Objective. TNFα is a potent pro-inflammatory cytokine playing a pivotal role in several autoimmune diseases. Neutralizing TNFα inhibits T cell proliferation and IFNγ production, and enhances suppressive capacity of regulatory T cells (Treg). Little is known about the mechanism of TNFα blocking agents on naïve T cell differentiation. Methods. Naïve CD4+ T cells were activated by dendritic cells (DC) in presence or absence of anti-TNFα agents. T cell polarization and activation was assessed during T cell differentiation. In addition, whole genome gene expression analysis was performed on anti-TNFα-treated T cells. Results. Neutralizing TNFα during priming of naïve CD4+ T cells by DC favors development of IL-10+ T helper (Th) cells at the expense of IFNγ induction. TNFα inhibits IL-10 via TNFRII, which becomes expressed after naïve T cell activation. While initial CD4+ T cell activation was not affected, neutralization of TNFα negatively affected later stages of T cell priming by counteracting full T cell activation and survival. Whole genome gene expression analysis revealed a regulatory gene profile of anti-TNFα-treated T cells. Indeed, neutralizing TNFα during naïve T cell priming enhanced the suppressive function of anti-TNFα-treated T cells. Conclusion.
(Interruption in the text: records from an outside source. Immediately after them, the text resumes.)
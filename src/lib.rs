//! tee-dl - A library for streaming HTTP(S) downloads to disk with progress.
//!
//! Each download is written to a `.tmp` staging file while a single terminal
//! line reports bytes received, then renamed into place once complete.
//!
//! # Example
//!
//! ```no_run
//! use tee_dl::{FetchConfig, Fetcher};
//!
//! # async fn example() -> tee_dl::Result<()> {
//! let fetcher = Fetcher::new(reqwest::Client::new(), FetchConfig::new().with_download_dir("downloads"));
//!
//! let report = fetcher
//!     .fetch_all(&["https://example.com/a/b/cat.png".to_string()])
//!     .await?;
//! println!("Downloaded {} files", report.stats.files_downloaded);
//! # Ok(())
//! # }
//! ```

#![warn(clippy::pedantic)]
#![warn(clippy::nursery)]

pub mod cli;
pub mod config;
pub mod error;
pub mod fetch;
pub mod format;
pub mod fs;
pub mod progress;
pub mod stats;
pub mod url;

// Re-export main types for convenience
pub use config::{AppConfig, FetchConfig};
pub use error::{Error, Result};
pub use fetch::{BatchReport, FetchOutcome, Fetcher};
pub use format::{DisplayTotal, format_bytes, format_duration};
pub use fs::{FileSystem, TokioFileSystem};
pub use progress::{ProgressCounter, ProgressWriter};
pub use stats::{FileStats, SessionStats};
pub use url::{destination_name, destination_path, staging_path};
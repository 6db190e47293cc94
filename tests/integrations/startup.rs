//! Tests of the binary's startup behaviour.

use assert_cmd::Command;
use predicates::prelude::*;
use std::io::Write;
use tempfile::Builder;

#[test]
fn test_missing_reference_table_is_fatal() {
    Command::cargo_bin("alertroute")
        .unwrap()
        .args([
            "--reference-table",
            "/nonexistent/reference_table.json",
            "--listen-addr",
            "127.0.0.1:0",
        ])
        .assert()
        .failure()
        .stderr(predicate::str::contains("Reference table not found"));
}

#[test]
fn test_malformed_reference_table_is_fatal() {
    let mut table = Builder::new().suffix(".json").tempfile().unwrap();
    write!(table, "{{ not json").unwrap();

    Command::cargo_bin("alertroute")
        .unwrap()
        .args(["--listen-addr", "127.0.0.1:0", "--reference-table"])
        .arg(table.path())
        .assert()
        .failure()
        .stderr(predicate::str::contains("Malformed reference table"));
}

#[test]
fn test_missing_config_file_is_fatal() {
    Command::cargo_bin("alertroute")
        .unwrap()
        .args(["--config", "/nonexistent/alertroute.toml"])
        .assert()
        .failure()
        .stderr(predicate::str::contains("Failed to load configuration"));
}

#[test]
fn test_help_lists_options() {
    Command::cargo_bin("alertroute")
        .unwrap()
        .arg("--help")
        .assert()
        .success()
        .stdout(predicate::str::contains("--reference-table"))
        .stdout(predicate::str::contains("--listen-addr"));
}
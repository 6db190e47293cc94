//! The main application logic, decoupled from the entry point.

use crate::{
    config::Config,
    core::{Clock, EmailSender, EventSender, TemplateRenderer},
    handler::AlertHandler,
    internal_metrics::Metrics,
    notification::{SmtpEmailSender, SplunkHecClient},
    routing::ReferenceTable,
    schedule::SystemClock,
    server::{self, AppState},
    template::FileTemplate,
};
use anyhow::{Context, Result};
use axum::Router;
use metrics_exporter_prometheus::PrometheusHandle;
use std::{net::SocketAddr, sync::Arc};
use tokio::net::TcpListener;
use tokio::sync::watch;
use tracing::{debug, info, instrument};

/// A fully wired application, bound to its listening socket.
pub struct App {
    listener: TcpListener,
    router: Router,
    local_addr: SocketAddr,
}

impl App {
    /// Creates a new `AppBuilder` to construct an `App`.
    pub fn builder(config: Config) -> AppBuilder {
        AppBuilder::new(config)
    }

    /// The address the server is bound to.
    pub fn local_addr(&self) -> SocketAddr {
        self.local_addr
    }

    /// Serves requests until the shutdown channel changes or is dropped.
    pub async fn run(self, mut shutdown_rx: watch::Receiver<bool>) -> Result<()> {
        info!("Listening for alerts on {}", self.local_addr);
        axum::serve(self.listener, self.router.into_make_service())
            .with_graceful_shutdown(async move {
                shutdown_rx.changed().await.ok();
                info!("Shutdown signal received. Draining in-flight requests...");
            })
            .await
            .context("HTTP server error")?;
        info!("HTTP server stopped.");
        Ok(())
    }
}

/// Builder for the main application.
///
/// Separates constructing the components from running them, and lets tests
/// swap any collaborator for a fake.
pub struct AppBuilder {
    config: Config,
    reference_table_override: Option<ReferenceTable>,
    template_override: Option<Arc<dyn TemplateRenderer>>,
    email_sender_override: Option<Arc<dyn EmailSender>>,
    event_sender_override: Option<Arc<dyn EventSender>>,
    clock_override: Option<Arc<dyn Clock>>,
    prom_handle: Option<PrometheusHandle>,
}

impl AppBuilder {
    /// Creates a new `AppBuilder` with the given configuration.
    pub fn new(config: Config) -> Self {
        Self {
            config,
            reference_table_override: None,
            template_override: None,
            email_sender_override: None,
            event_sender_override: None,
            clock_override: None,
            prom_handle: None,
        }
    }

    /// Uses the given table instead of loading one from disk.
    pub fn reference_table_override(mut self, table: ReferenceTable) -> Self {
        self.reference_table_override = Some(table);
        self
    }

    /// Overrides the email template for testing.
    pub fn template_override(mut self, template: Arc<dyn TemplateRenderer>) -> Self {
        self.template_override = Some(template);
        self
    }

    /// Overrides the email dispatcher for testing.
    pub fn email_sender_override(mut self, sender: Arc<dyn EmailSender>) -> Self {
        self.email_sender_override = Some(sender);
        self
    }

    /// Overrides the Splunk dispatcher for testing.
    pub fn event_sender_override(mut self, sender: Arc<dyn EventSender>) -> Self {
        self.event_sender_override = Some(sender);
        self
    }

    /// Overrides the clock for testing.
    pub fn clock_override(mut self, clock: Arc<dyn Clock>) -> Self {
        self.clock_override = Some(clock);
        self
    }

    /// Supplies the installed Prometheus recorder. Only used when
    /// `metrics.enabled` is set.
    pub fn prometheus_handle(mut self, handle: PrometheusHandle) -> Self {
        self.prom_handle = Some(handle);
        self
    }

    /// Builds and initializes all application components, returning a runnable `App`.
    #[instrument(skip_all)]
    pub async fn build(self) -> Result<App> {
        let config = self.config;

        // =========================================================================
        // 1. Routing resources
        // =========================================================================
        let table = match self.reference_table_override {
            Some(table) => table,
            None => ReferenceTable::load(&config.routing.reference_table_path)
                .context("Failed to load reference table")?,
        };
        let template = self.template_override.unwrap_or_else(|| {
            debug!(path = ?config.routing.template_path, "Using file template");
            Arc::new(FileTemplate::new(config.routing.template_path.clone()))
                as Arc<dyn TemplateRenderer>
        });

        // =========================================================================
        // 2. Dispatchers
        // =========================================================================
        let email: Arc<dyn EmailSender> = match self.email_sender_override {
            Some(sender) => sender,
            None => Arc::new(
                SmtpEmailSender::new(&config.email).context("Failed to set up email delivery")?,
            ),
        };
        let events: Arc<dyn EventSender> = match self.event_sender_override {
            Some(sender) => sender,
            None => Arc::new(
                SplunkHecClient::new(&config.splunk).context("Failed to set up Splunk client")?,
            ),
        };
        let clock = self
            .clock_override
            .unwrap_or_else(|| Arc::new(SystemClock) as Arc<dyn Clock>);

        let handler = AlertHandler::new(
            Arc::new(table),
            template,
            email,
            events,
            clock,
            Metrics::new(),
        );

        // =========================================================================
        // 3. HTTP server
        // =========================================================================
        let prom_handle = if config.metrics.enabled {
            self.prom_handle
        } else {
            None
        };
        let router = server::router(AppState {
            handler: Arc::new(handler),
            prom_handle,
        });

        let listener = TcpListener::bind(&config.server.listen_addr)
            .await
            .with_context(|| format!("Failed to bind {}", config.server.listen_addr))?;
        let local_addr = listener.local_addr()?;

        Ok(App {
            listener,
            router,
            local_addr,
        })
    }
}
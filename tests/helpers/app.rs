//! Test helpers for running the full application instance.

use alertroute::{
    app::AppBuilder,
    config::Config,
    core::{EmailSender, EventSender, TemplateRenderer},
    routing::ReferenceTable,
    schedule::FixedClock,
};
use anyhow::Result;
use metrics_exporter_prometheus::PrometheusHandle;
use serde_json::Value;
use std::{net::SocketAddr, sync::Arc, time::Duration};
use tokio::{sync::watch, task::JoinHandle, time::timeout};

/// Represents a running instance of the application for testing purposes.
pub struct TestApp {
    pub addr: SocketAddr,
    pub client: reqwest::Client,
    shutdown_tx: watch::Sender<bool>,
    app_handle: JoinHandle<Result<()>>,
}

impl TestApp {
    pub fn url(&self, path: &str) -> String {
        format!("http://{}{}", self.addr, path)
    }

    pub async fn post_alert(&self, body: &Value) -> reqwest::Response {
        self.client
            .post(self.url("/alert"))
            .json(body)
            .send()
            .await
            .expect("Failed to reach the alert endpoint")
    }

    pub async fn get(&self, path: &str) -> reqwest::Response {
        self.client
            .get(self.url(path))
            .send()
            .await
            .expect("Failed to reach the server")
    }

    /// Shuts down the application and waits for it to terminate.
    pub async fn shutdown(self) -> Result<()> {
        self.shutdown_tx.send(true)?;
        match timeout(Duration::from_secs(5), self.app_handle).await {
            Ok(joined) => joined?,
            Err(_) => Err(anyhow::anyhow!("App failed to shut down within the timeout")),
        }
    }
}

/// A builder for creating `TestApp` instances with specific configurations.
pub struct TestAppBuilder {
    config: Config,
    table: ReferenceTable,
    clock: FixedClock,
    template: Option<Arc<dyn TemplateRenderer>>,
    email: Option<Arc<dyn EmailSender>>,
    events: Option<Arc<dyn EventSender>>,
    prom_handle: Option<PrometheusHandle>,
}

impl TestAppBuilder {
    pub fn new() -> Self {
        let mut config = Config::default();
        config.server.listen_addr = "127.0.0.1:0".to_string();
        Self {
            config,
            table: super::test_table(),
            clock: FixedClock::at(super::WEDNESDAY),
            template: None,
            email: None,
            events: None,
            prom_handle: None,
        }
    }

    pub fn with_config_modifier(mut self, modifier: impl FnOnce(&mut Config)) -> Self {
        modifier(&mut self.config);
        self
    }

    pub fn with_table(mut self, table: ReferenceTable) -> Self {
        self.table = table;
        self
    }

    pub fn at(mut self, rfc3339: &str) -> Self {
        self.clock = FixedClock::at(rfc3339);
        self
    }

    pub fn with_template(mut self, template: Arc<dyn TemplateRenderer>) -> Self {
        self.template = Some(template);
        self
    }

    pub fn with_email_sender(mut self, sender: Arc<dyn EmailSender>) -> Self {
        self.email = Some(sender);
        self
    }

    pub fn with_event_sender(mut self, sender: Arc<dyn EventSender>) -> Self {
        self.events = Some(sender);
        self
    }

    pub fn with_metrics(mut self, handle: PrometheusHandle) -> Self {
        self.config.metrics.enabled = true;
        self.prom_handle = Some(handle);
        self
    }

    /// Builds the app and starts serving on an ephemeral port.
    pub async fn start(self) -> Result<TestApp> {
        let mut builder = AppBuilder::new(self.config)
            .reference_table_override(self.table)
            .clock_override(Arc::new(self.clock));
        if let Some(template) = self.template {
            builder = builder.template_override(template);
        }
        if let Some(email) = self.email {
            builder = builder.email_sender_override(email);
        }
        if let Some(events) = self.events {
            builder = builder.event_sender_override(events);
        }
        if let Some(handle) = self.prom_handle {
            builder = builder.prometheus_handle(handle);
        }

        let app = builder.build().await?;
        let addr = app.local_addr();
        let (shutdown_tx, shutdown_rx) = watch::channel(false);
        let app_handle = tokio::spawn(app.run(shutdown_rx));

        Ok(TestApp {
            addr,
            client: reqwest::Client::new(),
            shutdown_tx,
            app_handle,
        })
    }
}
//! The alert handler: classify, resolve, render, dispatch.

use crate::core::{
    AlertContext, AlertPayload, AlertReceipt, Clock, Destination, EmailSender, EventSender,
    TemplateRenderer,
};
use crate::error::{AlertError, RoutingError};
use crate::internal_metrics::Metrics;
use crate::routing::ReferenceTable;
use crate::schedule::classify;
use std::sync::Arc;
use std::time::Instant;
use tracing::{error, info, instrument, warn};

/// Routes a single alert to its destination.
///
/// All collaborators are injected at construction and none of them is
/// mutated while handling a request, so one handler is shared by every
/// request task.
#[derive(Clone)]
pub struct AlertHandler {
    table: Arc<ReferenceTable>,
    template: Arc<dyn TemplateRenderer>,
    email: Arc<dyn EmailSender>,
    events: Arc<dyn EventSender>,
    clock: Arc<dyn Clock>,
    metrics: Metrics,
}

impl AlertHandler {
    pub fn new(
        table: Arc<ReferenceTable>,
        template: Arc<dyn TemplateRenderer>,
        email: Arc<dyn EmailSender>,
        events: Arc<dyn EventSender>,
        clock: Arc<dyn Clock>,
        metrics: Metrics,
    ) -> Self {
        Self {
            table,
            template,
            email,
            events,
            clock,
            metrics,
        }
    }

    pub fn table(&self) -> &ReferenceTable {
        &self.table
    }

    /// Handles one alert end to end.
    #[instrument(skip(self, payload), fields(monitor_type = %payload.monitor_type))]
    pub async fn handle(&self, payload: &AlertPayload) -> Result<AlertReceipt, AlertError> {
        self.metrics.alerts_received_total.increment(1);

        let result = self.route(payload).await;
        match &result {
            Ok(receipt) => self.metrics.record_routed(&receipt.destination),
            Err(e) => self.metrics.record_failure(e.reason()),
        }
        result
    }

    async fn route(&self, payload: &AlertPayload) -> Result<AlertReceipt, AlertError> {
        let now = self.clock.now();
        let daytype = classify(&now);
        let monitor_type = payload.monitor_type.as_str();

        let destination = match self.table.resolve(monitor_type, daytype) {
            Some(destination) if !destination.is_blank() => destination.clone(),
            _ => {
                warn!(monitor_type, %daytype, "No destination for alert");
                return Err(RoutingError::NoDestination {
                    monitor_type: monitor_type.to_string(),
                    daytype,
                }
                .into());
            }
        };

        let start = Instant::now();
        let outcome: Result<(), AlertError> = match &destination {
            Destination::Email => {
                let context = AlertContext::new(payload, daytype, now);
                match self.template.render(&context.to_vars()).await {
                    Ok(body) => {
                        let subject = format!("[ALERT] {}", monitor_type);
                        self.email
                            .send_email(&subject, &body)
                            .await
                            .map_err(AlertError::from)
                    }
                    Err(e) => Err(e.into()),
                }
            }
            Destination::Splunk => self
                .events
                .send_event(payload)
                .await
                .map_err(AlertError::from),
            Destination::Other(_) => {
                error!(monitor_type, %daytype, %destination, "Unsupported destination");
                return Err(RoutingError::UnsupportedDestination {
                    monitor_type: monitor_type.to_string(),
                    daytype,
                    destination: destination.clone(),
                }
                .into());
            }
        };

        self.metrics
            .record_dispatch_duration(&destination, start.elapsed().as_secs_f64());
        if let Err(e) = &outcome {
            error!(monitor_type, %daytype, %destination, error = %e, "Alert delivery failed");
        }
        outcome?;

        info!("Alert processed for {} -> {}", monitor_type, destination);
        Ok(AlertReceipt::processed(destination))
    }
}
//! In-memory dispatchers that record what they were asked to send.

use crate::core::{AlertPayload, EmailSender, EventSender};
use crate::error::DeliveryError;
use async_trait::async_trait;
use std::sync::{Arc, Mutex};

/// An email captured by `RecordingEmailSender`.
#[derive(Debug, Clone, PartialEq, Eq)]
pub struct SentEmail {
    pub subject: String,
    pub body: String,
}

/// An `EmailSender` that stores messages instead of sending them.
#[derive(Clone, Debug, Default)]
pub struct RecordingEmailSender {
    sent: Arc<Mutex<Vec<SentEmail>>>,
    failure: Option<String>,
}

impl RecordingEmailSender {
    pub fn new() -> Self {
        Self::default()
    }

    /// Makes every send fail with the given transport message.
    pub fn failing(message: &str) -> Self {
        Self {
            failure: Some(message.to_string()),
            ..Self::default()
        }
    }

    pub fn sent(&self) -> Vec<SentEmail> {
        self.sent.lock().unwrap().clone()
    }
}

#[async_trait]
impl EmailSender for RecordingEmailSender {
    async fn send_email(&self, subject: &str, body: &str) -> Result<(), DeliveryError> {
        if let Some(message) = &self.failure {
            return Err(DeliveryError::Email(message.clone()));
        }
        self.sent.lock().unwrap().push(SentEmail {
            subject: subject.to_string(),
            body: body.to_string(),
        });
        Ok(())
    }
}

/// An `EventSender` that stores payloads instead of posting them.
#[derive(Clone, Debug, Default)]
pub struct RecordingEventSender {
    sent: Arc<Mutex<Vec<AlertPayload>>>,
    failure: Option<String>,
}

impl RecordingEventSender {
    pub fn new() -> Self {
        Self::default()
    }

    /// Makes every send fail with the given response text.
    pub fn failing(message: &str) -> Self {
        Self {
            failure: Some(message.to_string()),
            ..Self::default()
        }
    }

    pub fn sent(&self) -> Vec<AlertPayload> {
        self.sent.lock().unwrap().clone()
    }
}

#[async_trait]
impl EventSender for RecordingEventSender {
    async fn send_event(&self, payload: &AlertPayload) -> Result<(), DeliveryError> {
        if let Some(message) = &self.failure {
            return Err(DeliveryError::Splunk(message.clone()));
        }
        self.sent.lock().unwrap().push(payload.clone());
        Ok(())
    }
}
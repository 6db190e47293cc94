//! Command-Line Interface (CLI) argument parsing.
//!
//! This module defines the command-line arguments for the application using the
//! `clap` crate. These arguments are parsed at startup and then merged on top of
//! the configuration file and environment variables.

use clap::Parser;
use figment::{
    providers::Serialized,
    value::{Dict, Map},
    Error, Figment, Metadata, Profile, Provider,
};
use std::path::PathBuf;

/// Routes monitor alerts to email or Splunk based on a static routing table.
#[derive(Parser, Debug, Default)]
#[command(author, version, about, long_about = None)]
pub struct Cli {
    /// Path to the TOML configuration file.
    #[arg(short, long, value_name = "FILE")]
    pub config: Option<PathBuf>,

    /// Address to listen on, e.g. 127.0.0.1:8000.
    #[arg(long, value_name = "ADDR")]
    pub listen_addr: Option<String>,

    /// Path to the reference table (JSON or CSV).
    #[arg(long, value_name = "FILE")]
    pub reference_table: Option<PathBuf>,

    /// Path to the email body template.
    #[arg(long, value_name = "FILE")]
    pub template: Option<PathBuf>,

    /// Logging level (trace, debug, info, warn, error).
    #[arg(long, value_name = "LEVEL")]
    pub log_level: Option<String>,

    /// Serve Prometheus metrics on /metrics.
    #[arg(long)]
    pub metrics: bool,
}

impl Provider for Cli {
    fn metadata(&self) -> Metadata {
        Metadata::named("Command-Line Arguments")
    }

    fn data(&self) -> Result<Map<Profile, Dict>, Error> {
        let mut figment = Figment::new();

        if let Some(addr) = &self.listen_addr {
            figment = figment.merge(Serialized::default("server.listen_addr", addr));
        }
        if let Some(path) = &self.reference_table {
            figment = figment.merge(Serialized::default("routing.reference_table_path", path));
        }
        if let Some(path) = &self.template {
            figment = figment.merge(Serialized::default("routing.template_path", path));
        }
        if let Some(level) = &self.log_level {
            figment = figment.merge(Serialized::default("log_level", level));
        }
        // A bare flag can only switch metrics on; leaving it out defers to the other layers.
        if self.metrics {
            figment = figment.merge(Serialized::default("metrics.enabled", true));
        }

        figment.data()
    }
}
Inhibition of TNFα–TNFRII interaction affects late stage effector T cell development and shifts the balance of Th cell differentiation towards IL-10 expressing regulatory T cells, which may be one of the beneficial mechanisms in TNFα blocking therapies. Overall design: Naïve CD4+ T cells were CFSE labeled and co-cultured for 13 days with allogeneic dendritic cells in the presence or absence of anti-TNFα agents. After 13 days, the CFSElow T cells were FACS sorted. Samples were generated from three independent donors.